**Description of the task**:
Which lines in the data below contain the string "iter"? Show each one.
>>>
//! Harvest-time prediction from the smoothed growth-rate series.
//!
//! The growth-rate (derivative mean) curve of a culture rises to a peak and
//! decays. Each evaluation fits a Gaussian to that curve, proposes
//! `centroid + k * sigma` as the harvest time and, when the fit passes the
//! stability and timing gates, averages it into the reported prediction.
use log::debug;

use crate::analysis::fit::{fit_gaussian, Gaussian, GaussianBounds};
use crate::config::HarvestConfig;

/// Refined fits need at least this many points inside the coarse half-width.
pub const MIN_REFINED_POINTS: usize = 5;

#[derive(Clone, Copy, Debug, PartialEq, Eq)]
pub enum HarvestPhase {
    NotTracking,
    Tracking,
    Trackable,
    Harvested,
}

/// Result of the two-pass fit.
#[derive(Clone, Copy, Debug, PartialEq)]
pub struct PeakFit {
    pub centroid: f64,
    pub sigma: f64,
    pub r_squared: f64,
}

/// One logged evaluation.
#[derive(Clone, Copy, Debug, PartialEq)]
pub struct FitRecord {
    pub time_hours: f64,
    pub fit: PeakFit,
    pub estimate: f64,
    pub accepted: bool,
}

/// Coarse fit over the whole history, then a refit over the points within
/// half the coarse FWHM of the coarse centroid. `None` on any fit failure or
/// when the refined window is too small.
pub fn two_pass_fit(time: &[f64], rate: &[f64]) -> Option<PeakFit> {
    let (coarse, _) = fit_rate(time, rate, None)?;
    let half_width = coarse.fwhm() / 2.0;
    let (t, r): (Vec<f64>, Vec<f64>) = time
        .iter()
        .zip(rate)
        .filter(|(t, _)| (**t - coarse.centroid).abs() <= half_width)
        .map(|(t, r)| (*t, *r))
        .unzip();
    if t.len() < MIN_REFINED_POINTS {
        debug!("harvest refit skipped: {} points in window", t.len());
        return None;
    }
    let (refined, r_squared) = fit_rate(&t, &r, Some(coarse))?;
    Some(PeakFit {
        centroid: refined.centroid,
        sigma: refined.sigma,
        r_squared,
    })
}

fn fit_rate(time: &[f64], rate: &[f64], initial: Option<Gaussian>) -> Option<(Gaussian, f64)> {
    let (first, last) = (*time.first()?, *time.last()?);
    let span = (last - first).abs();
    let peak = rate.iter().copied().fold(f64::NEG_INFINITY, f64::max);
    if !(span > 0.0) || !(peak > 0.0) {
        return None;
    }
    let initial = initial
        .or_else(|| Gaussian::moment_estimate(time, rate))
        .map(|g| Gaussian {
            sigma: if g.sigma > 0.0 { g.sigma } else { span / 4.0 },
            ..g
        })?;
    // The peak may still lie ahead of the newest point.
    let bounds = GaussianBounds {
        amplitude: (0.0, 2.0 * peak),
        centroid: (first - span, last + span),
        sigma: (0.0, 2.0 * span),
    };
    match fit_gaussian(time, rate, initial, bounds) {
        Ok(fit) => Some((fit.params, fit.r_squared)),
        Err(e) => {
            debug!("harvest fit failed: {e}");
            None
        }
    }
}

/// Per-reader harvest state: fit log, trackable estimates and the sticky
/// harvested flag.
pub struct HarvestPredictor {
    config: HarvestConfig,
    phase: HarvestPhase,
    log: Vec<FitRecord>,
    trackable: Vec<f64>,
    // Newest rate sample already fitted; unchanged input is not fitted twice.
    last_fitted: Option<f64>,
}

impl HarvestPredictor {
    pub fn new(config: HarvestConfig) -> Self {
        Self {
            config,
            phase: HarvestPhase::NotTracking,
            log: Vec::new(),
            trackable: Vec::new(),
            last_fitted: None,
        }
    }

    pub fn phase(&self) -> HarvestPhase {
        self.phase
    }

    pub fn is_harvested(&self) -> bool {
        self.phase == HarvestPhase::Harvested
    }

    /// Mean of the accepted estimates, in elapsed hours.
    pub fn prediction(&self) -> Option<f64> {
        if self.trackable.is_empty() {
            None
        } else {
            Some(self.trackable.iter().sum::<f64>() / self.trackable.len() as f64)
        }
    }

    pub fn log(&self) -> &[FitRecord] {
        &self.log
    }

    pub fn trackable(&self) -> &[f64] {
        &self.trackable
    }

    /// Evaluate against the derivative-mean series at `now_hours`.
    pub fn evaluate(&mut self, time: &[f64], rate: &[f64], now_hours: f64) -> HarvestPhase {
        if self.phase == HarvestPhase::Harvested {
            return self.phase;
        }
        let (t, r): (Vec<f64>, Vec<f64>) = time
            .iter()
            .zip(rate)
            .filter(|(t, r)| t.is_finite() && r.is_finite())
            .map(|(t, r)| (*t, *r))
            .unzip();
        if t.len() < self.config.min_points.max(MIN_REFINED_POINTS) {
            return self.phase;
        }
        if self.phase == HarvestPhase::NotTracking {
            self.phase = HarvestPhase::Tracking;
        }

        let latest = t.last().copied();
        if latest != self.last_fitted {
            self.last_fitted = latest;
            self.fit_latest(&t, &r, now_hours);
        }

        if let Some(mean) = self.prediction() {
            if now_hours >= mean {
                self.phase = HarvestPhase::Harvested;
            }
        }
        self.phase
    }

    fn fit_latest(&mut self, t: &[f64], r: &[f64], now_hours: f64) {
        if let Some(fit) = two_pass_fit(t, r) {
            let current_rate = r[r.len() - 1];
            let estimate = fit.centroid + self.config.k * fit.sigma;
            let accepted = self.accepts(&fit, estimate, now_hours, current_rate);
            self.log.push(FitRecord {
                time_hours: now_hours,
                fit,
                estimate,
                accepted,
            });
            if accepted {
                self.trackable.push(estimate);
                self.phase = HarvestPhase::Trackable;
            }
        }
    }

    fn accepts(&self, fit: &PeakFit, estimate: f64, now: f64, current_rate: f64) -> bool {
        let c = &self.config;
        let stable = fit.r_squared > c.r_squared_threshold;
        // Distance of (now, rate) from the line y = x.
        let distance = (now - current_rate).abs() / std::f64::consts::SQRT_2;
        let past_peak = distance > c.distance_threshold;
        let in_window =
            estimate >= now + c.min_lead_hours && estimate <= now + c.max_lead_hours;
        let timing = in_window
            || now > c.early_exclusion_hours
            || current_rate > c.fast_growth_override;
        stable && past_peak && timing
    }
}

#[cfg(test)]
mod tests {
    use super::*;

    const MU: f64 = 30.0;
    const SIGMA: f64 = 5.0;

    fn rate_curve(until: f64) -> (Vec<f64>, Vec<f64>) {
        let time: Vec<f64> = (0..)
            .map(|i| i as f64 * 0.25)
            .take_while(|t| *t <= until)
            .collect();
        let rate = time
            .iter()
            .map(|t| 2.0 * (-(t - MU) * (t - MU) / (2.0 * SIGMA * SIGMA)).exp())
            .collect();
        (time, rate)
    }

    #[test]
    fn two_pass_fit_recovers_peak_shape() {
        let (t, r) = rate_curve(45.0);
        let fit = two_pass_fit(&t, &r).unwrap();
        assert!((fit.centroid - MU).abs() < 0.05);
        assert!((fit.sigma - SIGMA).abs() < 0.05);
        assert!(fit.r_squared > 0.99);
    }

    #[test]
    fn too_few_points_gives_no_estimate() {
        let t = [0.0, 1.0, 2.0, 3.0];
        let r = [0.1, 1.0, 0.9, 0.1];
        assert_eq!(two_pass_fit(&t, &r), None);
        let mut predictor = HarvestPredictor::new(HarvestConfig::default());
        assert_eq!(predictor.evaluate(&t, &r, 3.0), HarvestPhase::NotTracking);
    }

    #[test]
    fn predicts_peak_plus_k_sigma_then_harvests() {
        let config = HarvestConfig::default();
        let expected = MU + config.k * SIGMA;
        let mut predictor = HarvestPredictor::new(config);

        let (t, r) = rate_curve(35.0);
        assert_eq!(predictor.evaluate(&t, &r, 35.0), HarvestPhase::Trackable);
        let prediction = predictor.prediction().unwrap();
        assert!((prediction - expected).abs() < 0.5, "{prediction}");

        let (t, r) = rate_curve(45.0);
        assert_eq!(predictor.evaluate(&t, &r, 45.0), HarvestPhase::Harvested);
        assert!(predictor.is_harvested());
        assert_eq!(predictor.trackable().len(), 2);
    }

    #[test]
    fn unchanged_rates_are_fitted_once() {
        let mut predictor = HarvestPredictor::new(HarvestConfig::default());
        let (t, r) = rate_curve(35.0);
        for now in [35.0, 35.1, 35.2] {
            assert_eq!(predictor.evaluate(&t, &r, now), HarvestPhase::Trackable);
        }
        assert_eq!(predictor.trackable().len(), 1);
        assert_eq!(predictor.log().len(), 1);

        // The clock still moves on without new rates.
        let mean = predictor.prediction().unwrap();
        assert_eq!(predictor.evaluate(&t, &r, mean + 0.1), HarvestPhase::Harvested);
        assert_eq!(predictor.trackable().len(), 1);
    }

    #[test]
    fn harvested_is_sticky() {
        let mut predictor = HarvestPredictor::new(HarvestConfig::default());
        let (t, r) = rate_curve(45.0);
        predictor.evaluate(&t, &r, 45.0);
        assert!(predictor.is_harvested());
        let flat = vec![0.0; t.len()];
        assert_eq!(predictor.evaluate(&t, &flat, 46.0), HarvestPhase::Harvested);
        assert_eq!(predictor.evaluate(&[], &[], 0.0), HarvestPhase::Harvested);
    }

    #[test]
    fn rejected_fit_is_logged_but_not_averaged() {
        let config = HarvestConfig {
            r_squared_threshold: 1.1,
            ..Default::default()
        };
        let mut predictor = HarvestPredictor::new(config);
        let (t, r) = rate_curve(35.0);
        assert_eq!(predictor.evaluate(&t, &r, 35.0), HarvestPhase::Tracking);
        assert_eq!(predictor.log().len(), 1);
        assert!(!predictor.log()[0].accepted);
        assert_eq!(predictor.prediction(), None);
    }
}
<<<
**Solution for this exercise**:
        .iter()
    let peak = rate.iter().copied().fold(f64::NEG_INFINITY, f64::max);
            Some(self.trackable.iter().sum::<f64>() / self.trackable.len() as f64)
            .iter()
            .iter()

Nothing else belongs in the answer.